**Activity:**
If a line in the records below contains the word "AiError", return that line.

**The data:**
......

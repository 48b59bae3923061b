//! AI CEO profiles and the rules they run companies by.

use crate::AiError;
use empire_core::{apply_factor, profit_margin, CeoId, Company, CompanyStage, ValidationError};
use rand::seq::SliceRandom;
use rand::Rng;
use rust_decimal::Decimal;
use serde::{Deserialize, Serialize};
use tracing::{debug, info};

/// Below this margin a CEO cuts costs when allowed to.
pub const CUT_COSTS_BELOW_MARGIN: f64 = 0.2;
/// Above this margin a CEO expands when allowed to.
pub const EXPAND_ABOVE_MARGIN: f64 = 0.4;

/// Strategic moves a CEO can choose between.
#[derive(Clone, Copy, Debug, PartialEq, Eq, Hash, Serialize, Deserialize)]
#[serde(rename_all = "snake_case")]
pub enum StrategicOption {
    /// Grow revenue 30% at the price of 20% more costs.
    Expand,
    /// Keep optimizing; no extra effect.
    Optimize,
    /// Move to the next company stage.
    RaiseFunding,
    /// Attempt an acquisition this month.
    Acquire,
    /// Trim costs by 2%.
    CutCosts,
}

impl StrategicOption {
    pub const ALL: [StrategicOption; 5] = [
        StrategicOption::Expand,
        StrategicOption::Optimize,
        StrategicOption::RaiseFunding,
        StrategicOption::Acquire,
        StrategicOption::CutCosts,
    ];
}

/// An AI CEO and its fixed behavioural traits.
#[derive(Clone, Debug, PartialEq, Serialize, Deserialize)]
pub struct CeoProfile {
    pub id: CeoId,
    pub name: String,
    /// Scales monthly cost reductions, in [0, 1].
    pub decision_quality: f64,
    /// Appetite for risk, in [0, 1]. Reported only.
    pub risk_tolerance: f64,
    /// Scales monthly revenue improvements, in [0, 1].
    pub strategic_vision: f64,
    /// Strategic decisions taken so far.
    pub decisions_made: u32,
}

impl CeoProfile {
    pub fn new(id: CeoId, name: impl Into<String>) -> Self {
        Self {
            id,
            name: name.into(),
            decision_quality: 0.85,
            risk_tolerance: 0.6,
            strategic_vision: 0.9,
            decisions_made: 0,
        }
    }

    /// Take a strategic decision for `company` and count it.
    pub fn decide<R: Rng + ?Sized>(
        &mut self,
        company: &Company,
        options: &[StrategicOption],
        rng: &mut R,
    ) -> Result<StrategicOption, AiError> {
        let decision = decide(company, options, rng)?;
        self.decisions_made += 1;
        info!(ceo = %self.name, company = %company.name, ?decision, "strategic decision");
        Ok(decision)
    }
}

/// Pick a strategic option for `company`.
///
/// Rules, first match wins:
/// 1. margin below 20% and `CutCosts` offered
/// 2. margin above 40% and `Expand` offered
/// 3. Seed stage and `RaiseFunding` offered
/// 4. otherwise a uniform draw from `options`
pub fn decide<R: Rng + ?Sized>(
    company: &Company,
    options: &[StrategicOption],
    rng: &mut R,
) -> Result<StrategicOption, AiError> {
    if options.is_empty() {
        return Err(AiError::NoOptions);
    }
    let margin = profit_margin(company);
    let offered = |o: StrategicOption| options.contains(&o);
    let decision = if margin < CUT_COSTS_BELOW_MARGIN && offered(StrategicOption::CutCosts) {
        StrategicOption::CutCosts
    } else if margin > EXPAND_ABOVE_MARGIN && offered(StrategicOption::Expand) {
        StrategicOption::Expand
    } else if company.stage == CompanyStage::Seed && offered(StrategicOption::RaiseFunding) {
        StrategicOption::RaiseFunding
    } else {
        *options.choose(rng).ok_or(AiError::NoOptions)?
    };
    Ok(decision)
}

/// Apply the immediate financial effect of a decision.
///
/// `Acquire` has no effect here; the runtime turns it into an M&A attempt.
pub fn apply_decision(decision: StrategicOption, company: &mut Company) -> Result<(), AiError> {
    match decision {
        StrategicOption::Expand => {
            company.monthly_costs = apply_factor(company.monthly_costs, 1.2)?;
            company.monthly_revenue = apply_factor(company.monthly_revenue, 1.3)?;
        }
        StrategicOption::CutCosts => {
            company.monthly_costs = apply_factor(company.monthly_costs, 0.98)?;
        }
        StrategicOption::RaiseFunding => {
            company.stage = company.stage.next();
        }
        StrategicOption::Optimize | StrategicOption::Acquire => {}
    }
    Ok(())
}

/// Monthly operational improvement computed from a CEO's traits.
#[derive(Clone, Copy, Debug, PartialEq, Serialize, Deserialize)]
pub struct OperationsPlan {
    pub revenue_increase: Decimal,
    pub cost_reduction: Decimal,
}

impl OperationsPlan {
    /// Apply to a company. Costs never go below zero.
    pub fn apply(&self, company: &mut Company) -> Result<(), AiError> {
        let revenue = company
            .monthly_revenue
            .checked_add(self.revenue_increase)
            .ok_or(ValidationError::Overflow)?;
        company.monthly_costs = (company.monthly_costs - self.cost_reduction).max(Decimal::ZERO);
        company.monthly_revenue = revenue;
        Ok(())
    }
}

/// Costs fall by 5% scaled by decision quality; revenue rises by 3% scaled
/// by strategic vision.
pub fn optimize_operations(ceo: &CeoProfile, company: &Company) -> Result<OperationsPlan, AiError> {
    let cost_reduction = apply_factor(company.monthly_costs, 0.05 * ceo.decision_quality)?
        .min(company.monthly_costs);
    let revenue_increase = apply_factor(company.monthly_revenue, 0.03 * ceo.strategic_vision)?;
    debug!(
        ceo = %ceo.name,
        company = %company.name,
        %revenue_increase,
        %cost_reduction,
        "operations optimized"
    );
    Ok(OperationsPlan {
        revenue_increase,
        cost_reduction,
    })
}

......

**Task solution:**
use crate::AiError;
    ) -> Result<StrategicOption, AiError> {
) -> Result<StrategicOption, AiError> {
        return Err(AiError::NoOptions);
        *options.choose(rng).ok_or(AiError::NoOptions)?
pub fn apply_decision(decision: StrategicOption, company: &mut Company) -> Result<(), AiError> {
    pub fn apply(&self, company: &mut Company) -> Result<(), AiError> {
pub fn optimize_operations(ceo: &CeoProfile, company: &Company) -> Result<OperationsPlan, AiError> {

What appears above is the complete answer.